MediaWorks: NBC recently ran a promo for "American Gangster" during an episode of "Heroes." Granted, the movie is being distributed by sibling Universal, but "Gangster" isn't something running on your air. Do you see a day when non-NBC Universal entities get to run ads in that space?
Mr. Miller: This has been a very interesting point. The only time that we've done that to date is when there has been a promo tied to an advertiser where we could still view it as a promo. We have not so far sold snipes. Now, could that happen? I suspect it could, but so far we have -- it's still promo space vs. sales space. In the case of ["American Gangster" and other movies from Universal], I have a couple of roles at NBC. ... I sort of control the cross-channel allocation for the company, and I co-chair that with Adam Fogelson of Universal Pictures, president of marketing and distribution at Universal. We have a calendar, and we try to focus in on one priority at a time. In the case of "American Gangster," that was the company's priority for that particular week, so we put "American Gangster" on there. I must tell you that those did seem to get a significant amount of attention. We did it a lot more this summer for "Evan Almighty" than we did for "American Gangster." And for some reason, that didn't get nearly the questioning. ... It is not something that we do often, utilizing the snipes for cross-channel.
MediaWorks: We've seen all kinds of new ideas for promos, including one NBC did with Honda that jointly marketed the company's cars as well as NBC's new fall season. Isn't this a sign that the traditional network promo has lost some steam?
Mr. Miller: No, not really. We are looking to take what we are doing and then perhaps do a little bit more, but the trailers which run during the credits and in most cases run at the end of the show, that is a very effective promotion, because you are talking to the viewer who has just watched an hour of that show and you're trying to entice them to come back next week. That's very important.

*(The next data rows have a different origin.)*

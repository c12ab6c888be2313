//! Nested and deferred command execution.
//!
//! `execCC` re-enters the whole render pipeline with a derived context
//! (same snapshot, replaced positional arguments) and a fresh variable
//! store. Recursion is depth-guarded; blowing the limit is the one
//! builtin failure that is fatal to the render.
//!
//! `scheduleCC` captures the current context and persists a job for the
//! scheduler; every scheduling problem degrades to a string-prefixed
//! in-band error. `cancelCC` deletes a pending job; cancelling a job
//! that already ran (or never existed) is a silent no-op.

use chrono::{Duration, Utc};
use tracing::debug;

use super::time::parse_timestamp;
use super::{FunctionTable, builtin, text};
use crate::engine::EngineState;
use crate::error::EngineError;
use crate::scheduler::ScheduledJob;
use crate::stores::StoredCommand;
use crate::value::Value;

pub(crate) fn register(table: &mut FunctionTable) {
    builtin!(table, "execCC", Recursive, exec_cc);
    builtin!(table, "scheduleCC", Deferred, schedule_cc);
    builtin!(table, "cancelCC", Deferred, cancel_cc);
}

async fn resolve_command(
    state: &EngineState<'_>,
    id_or_name: &str,
) -> Result<StoredCommand, String> {
    match state
        .engine
        .deps
        .commands
        .resolve(&state.ctx.guild_id, id_or_name)
        .await
    {
        Ok(Some(command)) if command.enabled => Ok(command),
        Ok(Some(command)) => Err(format!("command '{}' is disabled", command.name)),
        Ok(None) => Err(format!("no command '{id_or_name}'")),
        Err(err) => {
            debug!("command resolve failed: {err:#}");
            Err(format!("command lookup failed: {err}"))
        }
    }
}

/// `execCC idOrName args...` - runs a sibling command inline; its output
/// becomes this expression's value.
async fn exec_cc(state: &mut EngineState<'_>, args: Vec<Value>) -> Result<Value, EngineError> {
    let target = text(&args, 0);
    let command = match resolve_command(state, &target).await {
        Ok(command) => command,
        Err(reason) => return Ok(Value::Str(format!("Failed to run command: {reason}"))),
    };
    if state.depth + 1 > state.engine.config.max_call_depth {
        return Err(EngineError::DepthExceeded(state.engine.config.max_call_depth));
    }

    let new_args: Vec<String> = args.iter().skip(1).map(Value::stringify).collect();
    let derived = state.ctx.with_args(new_args);
    debug!(command = %command.name, depth = state.depth + 1, "entering nested command");
    let (output, _ephemeral) = state
        .engine
        .render_at_depth(&command.code, &derived, state.depth + 1)
        .await?;
    Ok(Value::Str(output))
}

/// `scheduleCC idOrName delayOrTimestamp` - persists a deferred render of
/// the target command with the current context captured. Returns the job
/// id on success.
async fn schedule_cc(state: &mut EngineState<'_>, args: Vec<Value>) -> Result<Value, EngineError> {
    let target = text(&args, 0);
    let command = match resolve_command(state, &target).await {
        Ok(command) => command,
        Err(reason) => return Ok(Value::Str(format!("Scheduling failed: {reason}"))),
    };

    // A numeric argument is a relative second count; text goes through
    // the timestamp parser (which also accepts unix seconds).
    let when_arg = text(&args, 1);
    let execute_at = if let Some(Value::Num(seconds)) = args.get(1) {
        let seconds = *seconds;
        if seconds <= 0.0 || !seconds.is_finite() {
            return Ok(Value::Str(format!(
                "Scheduling failed: invalid delay '{when_arg}'"
            )));
        }
        Utc::now() + Duration::seconds(seconds as i64)
    } else if let Some(at) = parse_timestamp(&when_arg) {
        at
    } else {
        return Ok(Value::Str(format!(
            "Scheduling failed: invalid delay or timestamp '{when_arg}'"
        )));
    };

    let job = ScheduledJob::new(
        state.ctx.guild_id.clone(),
        state.ctx.channel_id.clone(),
        state.ctx.user_id.clone(),
        command.code.clone(),
        state.ctx.clone(),
        execute_at,
    );
    let job_id = job.id.clone();
    match state.engine.deps.jobs.insert(&job).await {
        Ok(()) => {
            debug!(command = %command.name, %job_id, at = %execute_at, "scheduled command");
            Ok(Value::Str(job_id))
        }
        Err(err) => {
            debug!("scheduleCC persist failed: {err:#}");
            Ok(Value::Str(format!("Scheduling failed: {err}")))
        }
    }
}

/// `cancelCC jobId` - deletes the job while pending; otherwise a no-op.
async fn cancel_cc(state: &mut EngineState<'_>, args: Vec<Value>) -> Result<Value, EngineError> {
    let job_id = text(&args, 0);
    if let Err(err) = state.engine.deps.jobs.delete(&job_id).await {
        debug!("cancelCC failed soft: {err:#}");
    }
    Ok(Value::Null)
}

#[cfg(test)]
mod tests {
    use crate::test_utils::TestWorld;

    #[tokio::test]
    async fn nested_command_runs_with_replaced_args() {
        let world = TestWorld::new();
        world.commands.add(1, "greet", "Hello {{arg 0}}!", true);
        assert_eq!(world.render(r#"{{execCC "greet" "Bob"}}"#).await, "Hello Bob!");
        // Resolution by numeric id works too.
        assert_eq!(world.render(r#"{{execCC 1 "Ann"}}"#).await, "Hello Ann!");
    }

    #[tokio::test]
    async fn disabled_commands_are_refused_in_band() {
        let world = TestWorld::new();
        world.commands.add(2, "off", "never", false);
        let outcome = world.render_outcome(r#"{{execCC "off"}}"#).await;
        assert!(outcome.success);
        assert_eq!(
            outcome.output.as_deref(),
            Some("Failed to run command: command 'off' is disabled")
        );
    }

    #[tokio::test]
    async fn self_recursion_is_depth_limited() {
        let world = TestWorld::new();
        world.commands.add(3, "loop", r#"{{execCC "loop"}}"#, true);
        let outcome = world.render_outcome(r#"{{execCC "loop"}}"#).await;
        assert!(!outcome.success);
        assert!(outcome.output.is_none());
        let error = outcome.error.unwrap_or_default();
        assert!(error.contains("depth limit"), "got: {error}");
    }

    #[tokio::test]
    async fn invalid_delay_degrades_in_band() {
        let world = TestWorld::new();
        world.commands.add(4, "later", "deferred", true);
        let outcome = world.render_outcome(r#"{{scheduleCC "later" "soonish"}}"#).await;
        assert!(outcome.success);
        let output = outcome.output.unwrap_or_default();
        assert!(output.starts_with("Scheduling failed:"), "got: {output}");
        assert!(world.jobs.all().is_empty());
    }

    #[tokio::test]
    async fn unknown_target_degrades_in_band() {
        let world = TestWorld::new();
        let outcome = world.render_outcome(r#"{{scheduleCC "ghost" 60}}"#).await;
        assert!(outcome.success);
        let output = outcome.output.unwrap_or_default();
        assert!(output.starts_with("Scheduling failed:"), "got: {output}");
    }
}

MediaWorks: For the last two years, CBS has perpetrated a range of promotional stunts, including ads on stickers for food you get at the deli, and on supermarket freezer doors, to gin up interest in its new fall season. What's your view on these gambits -- gimmick or viable promotional tool?
Mr. Miller: Here's the on-the-record answer: We're all looking for innovative ways to market our products to the American consumer. We try to reach them wherever and whatever way they can be, and sometimes we're successful and sometimes we're not.